Multimodal Structure Learning: Disentangling Shared and Specific Topology via Cross-Modal Graphical Lasso

Published 5 Apr 2026 in cs.CV and cs.LG | (2604.03953v1)

Abstract: Learning interpretable multimodal representations inherently relies on uncovering the conditional dependencies between heterogeneous features. However, sparse graph estimation techniques, such as Graphical Lasso (GLasso), to visual-linguistic domains is severely bottlenecked by high-dimensional noise, modality misalignment, and the confounding of shared versus category-specific topologies. In this paper, we propose Cross-Modal Graphical Lasso (CM-GLasso) that overcomes these fundamental limitations. By coupling a novel text-visualization strategy with a unified vision-language encoder, we strictly align multimodal features into a shared latent space. We introduce a cross-attention distillation mechanism that condenses high-dimensional patches into explicit semantic nodes, naturally extracting spatial-aware cross-modal priors. Furthermore, we unify tailored GLasso estimation and Common-Specific Structure Learning (CSSL) into a joint objective optimized via the Alternating Direction Method of Multiplier (ADMM). This formulation guarantees the simultaneous disentanglement of invariant and class-specific precision matrices without multi-step error accumulation. Extensive experiments across eight benchmarks covering both natural and medical domains demonstrate that CM-GLasso establishes a new state-of-the-art in generative classification and dense semantic segmentation tasks.

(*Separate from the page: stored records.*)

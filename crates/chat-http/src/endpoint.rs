//! Endpoint templates and rate-limit route identity
//!
//! A template is a path with `{name}` placeholders plus the subset of names
//! that are "major parameters". Compiling a template fills every placeholder
//! for the request path, but only the major ones for the route identity, so
//! requests that differ only in minor parameters share one bucket.

use std::fmt;

use chat_core::{Emoji, Snowflake};

/// HTTP method of an endpoint
#[derive(Debug, Clone, Copy, PartialEq, Eq, Hash)]
pub enum Method {
    Get,
    Post,
    Put,
    Patch,
    Delete,
}

impl Method {
    pub fn as_str(self) -> &'static str {
        match self {
            Self::Get => "GET",
            Self::Post => "POST",
            Self::Put => "PUT",
            Self::Patch => "PATCH",
            Self::Delete => "DELETE",
        }
    }
}

impl fmt::Display for Method {
    fn fmt(&self, f: &mut fmt::Formatter<'_>) -> fmt::Result {
        f.write_str(self.as_str())
    }
}

/// Path template with its major parameters
#[derive(Debug, Clone, Copy, PartialEq, Eq)]
pub struct EndpointTemplate {
    pub method: Method,
    pub path: &'static str,
    pub majors: &'static [&'static str],
}

impl EndpointTemplate {
    #[must_use]
    pub const fn new(method: Method, path: &'static str, majors: &'static [&'static str]) -> Self {
        Self {
            method,
            path,
            majors,
        }
    }

    /// Fill placeholders in order with `args`.
    ///
    /// Non-major placeholders stay literal in the identity.
    #[must_use]
    pub fn compile(&self, args: &[&str]) -> Route {
        let mut path = String::with_capacity(self.path.len() + 32);
        let mut identity = String::with_capacity(self.path.len() + 16);
        let mut rest = self.path;
        let mut index = 0;

        while let Some(open) = rest.find('{') {
            let Some(len) = rest[open..].find('}') else {
                break;
            };
            let placeholder = &rest[open..=open + len];
            let name = &placeholder[1..placeholder.len() - 1];
            let literal = &rest[..open];
            debug_assert!(index < args.len(), "missing argument for {{{name}}}");
            let value = args.get(index).copied().unwrap_or_default();

            path.push_str(literal);
            path.push_str(value);
            identity.push_str(literal);
            if self.majors.contains(&name) {
                identity.push_str(value);
            } else {
                identity.push_str(placeholder);
            }

            rest = &rest[open + len + 1..];
            index += 1;
        }
        path.push_str(rest);
        identity.push_str(rest);

        Route {
            method: self.method,
            identity,
            path,
        }
    }
}

/// A compiled endpoint ready to be sent
#[derive(Debug, Clone, PartialEq, Eq)]
pub struct Route {
    pub method: Method,
    /// Bucket key; the method is deliberately not part of it
    pub identity: String,
    /// Request path relative to the API base URL
    pub path: String,
}

/// Emoji as a path segment: `name` or `name:id`, percent-encoded
pub fn emoji_segment(emoji: &Emoji) -> String {
    urlencoding::encode(&emoji.api_name()).into_owned()
}

// ============================================================================
// Endpoints
// ============================================================================

pub const GATEWAY: EndpointTemplate = EndpointTemplate::new(Method::Get, "/gateway", &[]);

pub const SEND_MESSAGE: EndpointTemplate =
    EndpointTemplate::new(Method::Post, "/channels/{channel_id}/messages", &["channel_id"]);
pub const EDIT_MESSAGE: EndpointTemplate = EndpointTemplate::new(
    Method::Patch,
    "/channels/{channel_id}/messages/{message_id}",
    &["channel_id"],
);
pub const DELETE_MESSAGE: EndpointTemplate = EndpointTemplate::new(
    Method::Delete,
    "/channels/{channel_id}/messages/{message_id}",
    &["channel_id"],
);

pub const ADD_REACTION: EndpointTemplate = EndpointTemplate::new(
    Method::Put,
    "/channels/{channel_id}/messages/{message_id}/reactions/{emoji}/@me",
    &["channel_id", "message_id"],
);
pub const DELETE_REACTION: EndpointTemplate = EndpointTemplate::new(
    Method::Delete,
    "/channels/{channel_id}/messages/{message_id}/reactions/{emoji}/{who}",
    &["channel_id", "message_id"],
);
pub const DELETE_REACTIONS: EndpointTemplate = EndpointTemplate::new(
    Method::Delete,
    "/channels/{channel_id}/messages/{message_id}/reactions",
    &["channel_id", "message_id"],
);

pub const EDIT_GUILD_ROLE: EndpointTemplate =
    EndpointTemplate::new(Method::Patch, "/guilds/{guild_id}/roles/{role_id}", &[]);
pub const ADD_MEMBER_ROLE: EndpointTemplate = EndpointTemplate::new(
    Method::Put,
    "/guilds/{guild_id}/members/{user_id}/roles/{role_id}",
    &["guild_id"],
);
pub const REMOVE_MEMBER_ROLE: EndpointTemplate = EndpointTemplate::new(
    Method::Delete,
    "/guilds/{guild_id}/members/{user_id}/roles/{role_id}",
    &["guild_id"],
);

pub const CREATE_PRIVATE_CHANNEL: EndpointTemplate =
    EndpointTemplate::new(Method::Post, "/users/@me/channels", &[]);

/// Typed constructors for every endpoint the client uses
pub mod routes {
    use super::*;

    pub fn gateway() -> Route {
        GATEWAY.compile(&[])
    }

    pub fn send_message(channel_id: Snowflake) -> Route {
        SEND_MESSAGE.compile(&[&channel_id.to_string()])
    }

    pub fn edit_message(channel_id: Snowflake, message_id: Snowflake) -> Route {
        EDIT_MESSAGE.compile(&[&channel_id.to_string(), &message_id.to_string()])
    }

    pub fn delete_message(channel_id: Snowflake, message_id: Snowflake) -> Route {
        DELETE_MESSAGE.compile(&[&channel_id.to_string(), &message_id.to_string()])
    }

    pub fn add_reaction(channel_id: Snowflake, message_id: Snowflake, emoji: &Emoji) -> Route {
        ADD_REACTION.compile(&[
            &channel_id.to_string(),
            &message_id.to_string(),
            &emoji_segment(emoji),
        ])
    }

    /// Remove the current user's reaction
    pub fn delete_own_reaction(channel_id: Snowflake, message_id: Snowflake, emoji: &Emoji) -> Route {
        DELETE_REACTION.compile(&[
            &channel_id.to_string(),
            &message_id.to_string(),
            &emoji_segment(emoji),
            "@me",
        ])
    }

    /// Remove another user's reaction
    pub fn delete_user_reaction(
        channel_id: Snowflake,
        message_id: Snowflake,
        user_id: Snowflake,
        emoji: &Emoji,
    ) -> Route {
        DELETE_REACTION.compile(&[
            &channel_id.to_string(),
            &message_id.to_string(),
            &emoji_segment(emoji),
            &user_id.to_string(),
        ])
    }

    pub fn delete_reactions(channel_id: Snowflake, message_id: Snowflake) -> Route {
        DELETE_REACTIONS.compile(&[&channel_id.to_string(), &message_id.to_string()])
    }

    pub fn edit_guild_role(guild_id: Snowflake, role_id: Snowflake) -> Route {
        EDIT_GUILD_ROLE.compile(&[&guild_id.to_string(), &role_id.to_string()])
    }

    pub fn add_member_role(guild_id: Snowflake, user_id: Snowflake, role_id: Snowflake) -> Route {
        ADD_MEMBER_ROLE.compile(&[
            &guild_id.to_string(),
            &user_id.to_string(),
            &role_id.to_string(),
        ])
    }

    pub fn remove_member_role(guild_id: Snowflake, user_id: Snowflake, role_id: Snowflake) -> Route {
        REMOVE_MEMBER_ROLE.compile(&[
            &guild_id.to_string(),
            &user_id.to_string(),
            &role_id.to_string(),
        ])
    }

    pub fn create_private_channel() -> Route {
        CREATE_PRIVATE_CHANNEL.compile(&[])
    }
}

Abstract PDF Upgrade to Chat

Authors (3)

Summary

The paper introduces CM-GLasso, a framework that disentangles shared and category-specific topologies via joint ADMM optimization.
It employs unified feature extraction and cross-attention distillation to mitigate modality misalignment and high-dimensional noise.
Empirical results show improved classification performance, achieving state-of-the-art accuracy on benchmarks like CUB-200-2011 and ADE20K.

Introduction

The paper "Multimodal Structure Learning: Disentangling Shared and Specific Topology via Cross-Modal Graphical Lasso" (2604.03953) presents a principled framework, CM-GLasso, for interpretable multimodal representation learning by jointly modeling conditional dependencies between heterogeneous features. Traditional sparse graph estimation methods, e.g., Graphical Lasso (GLasso), suffer from severe limitations when applied to visual-linguistic domains due to high-dimensional noise, modality misalignment, and confounding shared vs. category-specific topologies. CM-GLasso addresses these challenges through unified feature extraction, cross-attention distillation, adaptive prior utilization, and a joint ADMM optimization that disentangles invariant and class-specific precision matrices.

Figure 1: The CM-GLasso pipeline—feature extraction via SigLIP 2, cross-attention distillation, spatial-aware cross-modal priors, nonparanormal transformation, and joint ADMM optimization for disentangling shared and category-specific topologies.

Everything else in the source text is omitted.